TASK INSTRUCTIONS: Extract from the entries below, exactly as given, only the lines from the line containing "const FIT_COLOUR: RGBColor" to the line containing "and Size vs.", both lines included.

SUPPLIED MATERIAL:

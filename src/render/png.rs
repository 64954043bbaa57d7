use crate::model::{AggregatedRow, FitLine};
use anyhow::Context;
use plotters::prelude::*;
use std::ops::Range;

const LATENCY_COLOUR: RGBColor = RGBColor(0xAA, 0x00, 0x00);
const FIT_COLOUR: RGBColor = RGBColor(0x88, 0x88, 0x88);
const SIZE_COLOUR: RGBColor = RGBColor(0x00, 0x00, 0xFF);

/// Write the static chart snapshot as a PNG, overwriting `path`.
///
/// Primary y-axis: observed latency plus the fitted line. Secondary y-axis:
/// message size, drawn without its own gridlines.
pub fn write_png_chart(path: &str, rows: &[AggregatedRow], fit: &FitLine) -> anyhow::Result<()> {
    let (x_range, y_range, y2_range) = axis_ranges(rows, fit);

    let root = BitMapBackend::new(path, (1280, 720)).into_drawing_area();
    root.fill(&WHITE)?;

    let mut chart = ChartBuilder::on(&root)
        .caption("Latency and Size vs. Object Count", ("sans-serif", 32))
        .margin(20)
        .set_label_area_size(LabelAreaPosition::Left, 70)
        .set_label_area_size(LabelAreaPosition::Bottom, 50)
        .set_label_area_size(LabelAreaPosition::Right, 70)
        .build_cartesian_2d(x_range.clone(), y_range)?
        .set_secondary_coord(x_range, y2_range);

    chart
        .configure_mesh()
        .x_desc("Object Count")
        .y_desc("Latency (ms)")
        .draw()?;

    chart
        .configure_secondary_axes()
        .y_desc("Size (KB)")
        .draw()?;

    chart
        .draw_series(LineSeries::new(
            rows.iter().map(|r| (r.object_count as f64, r.latency_ms)),
            LATENCY_COLOUR.stroke_width(2),
        ))?
        .label("Latency (ms)")
        .legend(|(x, y)| {
            PathElement::new(vec![(x, y), (x + 20, y)], LATENCY_COLOUR.stroke_width(2))
        });

    chart
        .draw_series(LineSeries::new(
            rows.iter()
                .map(|r| (r.object_count as f64, fit.y(r.object_count as f64))),
            FIT_COLOUR.stroke_width(2),
        ))?
        .label(fit.label())
        .legend(|(x, y)| PathElement::new(vec![(x, y), (x + 20, y)], FIT_COLOUR.stroke_width(2)));

    chart
        .draw_secondary_series(LineSeries::new(
            rows.iter().map(|r| (r.object_count as f64, r.size_kb)),
            SIZE_COLOUR.stroke_width(2),
        ))?
        .label("Size (KB)")
        .legend(|(x, y)| PathElement::new(vec![(x, y), (x + 20, y)], SIZE_COLOUR.stroke_width(2)));

    chart
        .configure_series_labels()
        .position(SeriesLabelPosition::UpperMiddle)
        .background_style(WHITE.filled())
        .border_style(BLACK.stroke_width(1))
        .draw()?;

    root.present()
        .with_context(|| format!("write chart image {}", path))?;
    Ok(())
}

/// Axis ranges for the chart: x spans the observed object counts, both
/// y-axes span zero to the series maximum with 5% headroom. The fitted line
/// is evaluated at the observed endpoints so it never leaves the frame.
fn axis_ranges(
    rows: &[AggregatedRow],
    fit: &FitLine,
) -> (Range<f64>, Range<f64>, Range<f64>) {
    // Rows arrive sorted ascending by object count.
    let x_min = rows.first().map(|r| r.object_count as f64).unwrap_or(0.0);
    let x_max = rows.last().map(|r| r.object_count as f64).unwrap_or(1.0);

    let mut y_max = 0.0f64;
    let mut y2_max = 0.0f64;
    for r in rows {
        let x = r.object_count as f64;
        y_max = y_max.max(r.latency_ms).max(fit.y(x));
        y2_max = y2_max.max(r.size_kb);
    }
    if y_max <= 0.0 {
        y_max = 1.0;
    }
    if y2_max <= 0.0 {
        y2_max = 1.0;
    }

    (x_min..x_max, 0.0..y_max * 1.05, 0.0..y2_max * 1.05)
}
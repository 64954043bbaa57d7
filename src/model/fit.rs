//! First-degree least-squares fit of latency against object count.

use crate::model::AggregatedRow;
use anyhow::bail;
use serde::Serialize;

/// Coefficients of the fitted line `y = slope * x + intercept`.
#[derive(Debug, Clone, Copy, PartialEq, Serialize)]
pub struct FitLine {
    pub slope: f64,
    pub intercept: f64,
}

impl FitLine {
    pub fn y(&self, x: f64) -> f64 {
        self.slope * x + self.intercept
    }

    /// Legend label carrying both coefficients, e.g.
    /// "Line of Best Fit (y = 0.04217x + 1.73205)".
    pub fn label(&self) -> String {
        format!(
            "Line of Best Fit (y = {:.5}x + {:.5})",
            self.slope, self.intercept
        )
    }
}

/// Ordinary least squares over the aggregated table.
///
/// The table holds one row per distinct object count, so two rows are
/// enough to determine the line; fewer is a degenerate fit and an explicit
/// error rather than NaN coefficients. An empty table (no log files, or no
/// records with a latency) fails here too.
pub fn fit_latency(rows: &[AggregatedRow]) -> anyhow::Result<FitLine> {
    if rows.len() < 2 {
        bail!(
            "line fit needs at least two distinct object counts, got {}",
            rows.len()
        );
    }

    let n = rows.len() as f64;
    let mean_x = rows.iter().map(|r| r.object_count as f64).sum::<f64>() / n;
    let mean_y = rows.iter().map(|r| r.latency_ms).sum::<f64>() / n;

    let mut sxx = 0.0;
    let mut sxy = 0.0;
    for r in rows {
        let dx = r.object_count as f64 - mean_x;
        sxx += dx * dx;
        sxy += dx * (r.latency_ms - mean_y);
    }

    // sxx > 0 because object counts in the table are distinct.
    let slope = sxy / sxx;
    let intercept = mean_y - slope * mean_x;

    Ok(FitLine { slope, intercept })
}
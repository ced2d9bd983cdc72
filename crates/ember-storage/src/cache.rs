//! Ephemeral Cache
//!
//! TTL-keyed storage for volatile, non-secret, re-derivable data. Expiry is
//! lazy and authoritative: `get` never returns a stale entry, whether or not
//! a sweep has run. `sweep_expired` is an optimization, idempotent, and safe
//! to race with `set`/`get` because every removal decision compares the
//! entry's own `last_updated` under the write lock.

use parking_lot::RwLock;
use serde_json::Value;
use std::collections::HashMap;
use std::time::Duration;

/// Expiry class of a cache entry
#[derive(Debug, Clone, Copy, PartialEq, Eq, Hash)]
pub enum CacheClass {
    /// Token balances (~30 s)
    Balance,
    /// Asset prices (~60 s)
    Price,
    /// Gas estimates (~15 s)
    GasEstimate,
    /// NFT metadata (~5 min)
    NftMetadata,
    /// DApp metadata (~24 h)
    DappMetadata,
    /// Swap quotes (~30 s, plus an explicit deadline)
    SwapQuote,
    /// Search / recent-address history (~24 h)
    RecentAddress,
}

impl CacheClass {
    /// Default TTL for this class
    pub fn default_ttl(&self) -> Duration {
        match self {
            CacheClass::Balance => Duration::from_secs(30),
            CacheClass::Price => Duration::from_secs(60),
            CacheClass::GasEstimate => Duration::from_secs(15),
            CacheClass::NftMetadata => Duration::from_secs(5 * 60),
            CacheClass::DappMetadata => Duration::from_secs(24 * 60 * 60),
            CacheClass::SwapQuote => Duration::from_secs(30),
            CacheClass::RecentAddress => Duration::from_secs(24 * 60 * 60),
        }
    }
}

/// Eviction priority. Lower priorities are evicted first when the cache
/// exceeds its capacity.
#[derive(Debug, Clone, Copy, PartialEq, Eq, PartialOrd, Ord)]
pub enum CachePriority {
    /// Evict first
    Low,
    /// Default
    Normal,
    /// Evict last
    High,
}

/// Cache configuration
#[derive(Debug, Clone)]
pub struct CacheConfig {
    /// Maximum entry count before eviction
    pub max_entries: usize,
    /// Per-class TTL overrides (tests, tuning)
    pub ttl_overrides: HashMap<CacheClass, Duration>,
}

impl Default for CacheConfig {
    fn default() -> Self {
        Self {
            max_entries: 4096,
            ttl_overrides: HashMap::new(),
        }
    }
}

impl CacheConfig {
    fn ttl_for(&self, class: CacheClass) -> Duration {
        self.ttl_overrides
            .get(&class)
            .copied()
            .unwrap_or_else(|| class.default_ttl())
    }
}

#[derive(Debug, Clone)]
struct Entry {
    value: Value,
    class: CacheClass,
    priority: CachePriority,
    /// Unix millis of the write that produced this entry
    last_updated: i64,
    /// Absolute deadline (unix millis); the earlier of TTL and deadline wins
    deadline: Option<i64>,
}

impl Entry {
    fn is_expired(&self, now_ms: i64, config: &CacheConfig) -> bool {
        let ttl_ms = config.ttl_for(self.class).as_millis() as i64;
        if now_ms - self.last_updated > ttl_ms {
            return true;
        }
        matches!(self.deadline, Some(deadline) if now_ms >= deadline)
    }
}

fn now_ms() -> i64 {
    chrono::Utc::now().timestamp_millis()
}

/// TTL-keyed ephemeral cache
pub struct EphemeralCache {
    entries: RwLock<HashMap<String, Entry>>,
    config: CacheConfig,
}

impl Default for EphemeralCache {
    fn default() -> Self {
        Self::new(CacheConfig::default())
    }
}

impl EphemeralCache {
    /// Create a cache with the given configuration
    pub fn new(config: CacheConfig) -> Self {
        Self {
            entries: RwLock::new(HashMap::new()),
            config,
        }
    }

    /// Insert or replace an entry
    pub fn set(&self, key: &str, value: Value, class: CacheClass, priority: CachePriority) {
        self.insert(key, value, class, priority, None);
    }

    /// Insert an entry with an explicit absolute deadline (unix millis).
    ///
    /// Swap quotes carry a `valid_until` from the quoting process; the entry
    /// expires at the earlier of the class TTL and the deadline.
    pub fn set_with_deadline(
        &self,
        key: &str,
        value: Value,
        class: CacheClass,
        priority: CachePriority,
        valid_until_ms: i64,
    ) {
        self.insert(key, value, class, priority, Some(valid_until_ms));
    }

    fn insert(
        &self,
        key: &str,
        value: Value,
        class: CacheClass,
        priority: CachePriority,
        deadline: Option<i64>,
    ) {
        let now = now_ms();
        let mut entries = self.entries.write();
        entries.insert(
            key.to_string(),
            Entry {
                value,
                class,
                priority,
                last_updated: now,
                deadline,
            },
        );

        if entries.len() > self.config.max_entries {
            Self::evict(&mut entries, now, &self.config);
        }
    }

    /// Read an entry. Absent once expired, even if still physically present.
    pub fn get(&self, key: &str) -> Option<Value> {
        let now = now_ms();
        let entries = self.entries.read();
        let entry = entries.get(key)?;
        if entry.is_expired(now, &self.config) {
            return None;
        }
        Some(entry.value.clone())
    }

    /// Remove a single entry
    pub fn invalidate(&self, key: &str) {
        self.entries.write().remove(key);
    }

    /// Remove every entry whose key starts with `prefix`
    pub fn invalidate_prefix(&self, prefix: &str) {
        self.entries.write().retain(|key, _| !key.starts_with(prefix));
    }

    /// Drop expired entries. Idempotent; safe to race with `get`/`set`.
    ///
    /// Each entry's own `last_updated` is compared under the write lock, so
    /// a sweep can never delete an entry that a concurrent `set` refreshed.
    pub fn sweep_expired(&self) -> usize {
        let now = now_ms();
        let mut entries = self.entries.write();
        let before = entries.len();
        entries.retain(|_, entry| !entry.is_expired(now, &self.config));
        before - entries.len()
    }

    /// Drop everything. Invoked on lock and on security-sensitive resets;
    /// never touches the descriptor or secret tiers.
    pub fn clear_all(&self) {
        self.entries.write().clear();
        tracing::debug!("ephemeral cache cleared");
    }

    /// Number of physically present entries (expired entries included until
    /// swept)
    pub fn len(&self) -> usize {
        self.entries.read().len()
    }

    /// True when no entries are physically present
    pub fn is_empty(&self) -> bool {
        self.entries.read().is_empty()
    }

    fn evict(entries: &mut HashMap<String, Entry>, now: i64, config: &CacheConfig) {
        // Expired entries first
        entries.retain(|_, entry| !entry.is_expired(now, config));

        // Then lowest priority, oldest first, down to capacity
        while entries.len() > config.max_entries {
            let victim = entries
                .iter()
                .min_by_key(|(_, e)| (e.priority, e.last_updated))
                .map(|(k, _)| k.clone());
            match victim {
                Some(key) => {
                    entries.remove(&key);
                }
                None => break,
            }
        }
    }
}
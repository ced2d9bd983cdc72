//! Error types for the custody service
//!
//! Error taxonomy for wallet lifecycle, session gating, and backup/restore.

use std::fmt;

/// Result type
pub type Result<T> = std::result::Result<T, Error>;

/// Custody errors
#[derive(Debug, thiserror::Error)]
pub enum Error {
    /// Wallet not found
    #[error("Wallet not found: {0}")]
    WalletNotFound(String),

    /// Account not found
    #[error("Account not found: {0}")]
    AccountNotFound(String),

    /// Account does not belong to the requested wallet
    #[error("Account mismatch: {0}")]
    AccountMismatch(String),

    /// Secret access attempted after the session window elapsed
    #[error("Session expired")]
    SessionExpired,

    /// Secret access attempted while locked
    #[error("Wallet is locked")]
    Locked,

    /// No wallet exists yet
    #[error("No wallet configured")]
    NoWallet,

    /// Supplied seed phrase failed validation
    #[error("Invalid seed: {0}")]
    InvalidSeed(String),

    /// Wallet deletion requires an explicit confirmation token
    #[error("Invalid confirmation token")]
    InvalidConfirmation,

    /// Credential verification failed
    #[error("Authentication failed")]
    AuthenticationFailed,

    /// Backup decryption failed (wrong passphrase or corrupt ciphertext)
    #[error("Backup decryption failed: {0}")]
    DecryptionFailed(String),

    /// Backup checksum mismatch
    #[error("Backup integrity check failed: {0}")]
    IntegrityCheckFailed(String),

    /// Backup document is malformed
    #[error("Invalid backup document: {0}")]
    InvalidBackup(String),

    /// Serialization error
    #[error("Serialization error: {0}")]
    Serialization(#[from] serde_json::Error),

    /// Key engine error
    #[error(transparent)]
    Core(#[from] ember_core::Error),

    /// Storage error
    #[error(transparent)]
    Storage(#[from] ember_storage::Error),
}

impl Error {
    /// Check if error is a user-facing error (vs internal error)
    pub fn is_user_error(&self) -> bool {
        matches!(
            self,
            Error::SessionExpired
                | Error::Locked
                | Error::InvalidSeed(_)
                | Error::InvalidConfirmation
                | Error::AuthenticationFailed
                | Error::DecryptionFailed(_)
                | Error::IntegrityCheckFailed(_)
        )
    }

    /// True when the failure should surface as a re-authentication prompt
    pub fn requires_reauthentication(&self) -> bool {
        matches!(self, Error::SessionExpired | Error::Locked)
    }

    /// Get user-friendly error message.
    ///
    /// Never embeds secret material or raw record contents.
    pub fn user_message(&self) -> String {
        match self {
            Error::SessionExpired | Error::Locked => {
                "Your session has ended. Please unlock your wallet to continue.".to_string()
            }
            Error::InvalidSeed(_) => {
                "The recovery phrase is invalid. Please check the words and try again.".to_string()
            }
            Error::AuthenticationFailed => {
                "Authentication failed. Please try again.".to_string()
            }
            Error::DecryptionFailed(_) | Error::IntegrityCheckFailed(_) => {
                "This backup is corrupted or the password is wrong.".to_string()
            }
            Error::InvalidBackup(_) => {
                "This file is not a valid wallet backup.".to_string()
            }
            Error::WalletNotFound(_) => "That wallet no longer exists.".to_string(),
            _ => self.to_string(),
        }
    }

    /// Get error category for logging/metrics
    pub fn category(&self) -> ErrorCategory {
        match self {
            Error::WalletNotFound(_) | Error::AccountNotFound(_) | Error::AccountMismatch(_) => {
                ErrorCategory::Wallet
            }
            Error::SessionExpired | Error::Locked | Error::NoWallet => ErrorCategory::Session,
            Error::InvalidSeed(_) => ErrorCategory::Seed,
            Error::InvalidConfirmation | Error::AuthenticationFailed => ErrorCategory::Auth,
            Error::DecryptionFailed(_) | Error::IntegrityCheckFailed(_) | Error::InvalidBackup(_) => {
                ErrorCategory::Backup
            }
            Error::Serialization(_) | Error::Core(_) | Error::Storage(_) => ErrorCategory::Internal,
        }
    }
}

/// Error categories for classification
#[derive(Debug, Clone, Copy, PartialEq, Eq)]
pub enum ErrorCategory {
    /// Wallet/account lookup errors
    Wallet,
    /// Session gating errors
    Session,
    /// Seed validation errors
    Seed,
    /// Authentication errors
    Auth,
    /// Backup/restore errors
    Backup,
    /// Internal/system errors
    Internal,
}

impl fmt::Display for ErrorCategory {
    fn fmt(&self, f: &mut fmt::Formatter<'_>) -> fmt::Result {
        match self {
            ErrorCategory::Wallet => write!(f, "Wallet"),
            ErrorCategory::Session => write!(f, "Session"),
            ErrorCategory::Seed => write!(f, "Seed"),
            ErrorCategory::Auth => write!(f, "Auth"),
            ErrorCategory::Backup => write!(f, "Backup"),
            ErrorCategory::Internal => write!(f, "Internal"),
        }
    }
}

#[cfg(test)]
mod tests {
    use super::*;

    #[test]
    fn test_reauthentication_detection() {
        assert!(Error::SessionExpired.requires_reauthentication());
        assert!(Error::Locked.requires_reauthentication());
        assert!(!Error::NoWallet.requires_reauthentication());
    }

    #[test]
    fn test_backup_user_message_names_both_causes() {
        let msg = Error::DecryptionFailed("bad tag".to_string()).user_message();
        assert!(msg.contains("corrupted"));
        assert!(msg.contains("password"));

        let msg = Error::IntegrityCheckFailed("digest mismatch".to_string()).user_message();
        assert!(msg.contains("corrupted"));
    }

    #[test]
    fn test_categories() {
        assert_eq!(Error::SessionExpired.category(), ErrorCategory::Session);
        assert_eq!(
            Error::WalletNotFound("x".to_string()).category(),
            ErrorCategory::Wallet
        );
        assert_eq!(
            Error::IntegrityCheckFailed("x".to_string()).category(),
            ErrorCategory::Backup
        );
    }
}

REPLY:
const FIT_COLOUR: RGBColor = RGBColor(0x88, 0x88, 0x88);
const SIZE_COLOUR: RGBColor = RGBColor(0x00, 0x00, 0xFF);

/// Write the static chart snapshot as a PNG, overwriting `path`.
///
/// Primary y-axis: observed latency plus the fitted line. Secondary y-axis:
/// message size, drawn without its own gridlines.
pub fn write_png_chart(path: &str, rows: &[AggregatedRow], fit: &FitLine) -> anyhow::Result<()> {
    let (x_range, y_range, y2_range) = axis_ranges(rows, fit);

    let root = BitMapBackend::new(path, (1280, 720)).into_drawing_area();
    root.fill(&WHITE)?;

    let mut chart = ChartBuilder::on(&root)
        .caption("Latency and Size vs. Object Count", ("sans-serif", 32))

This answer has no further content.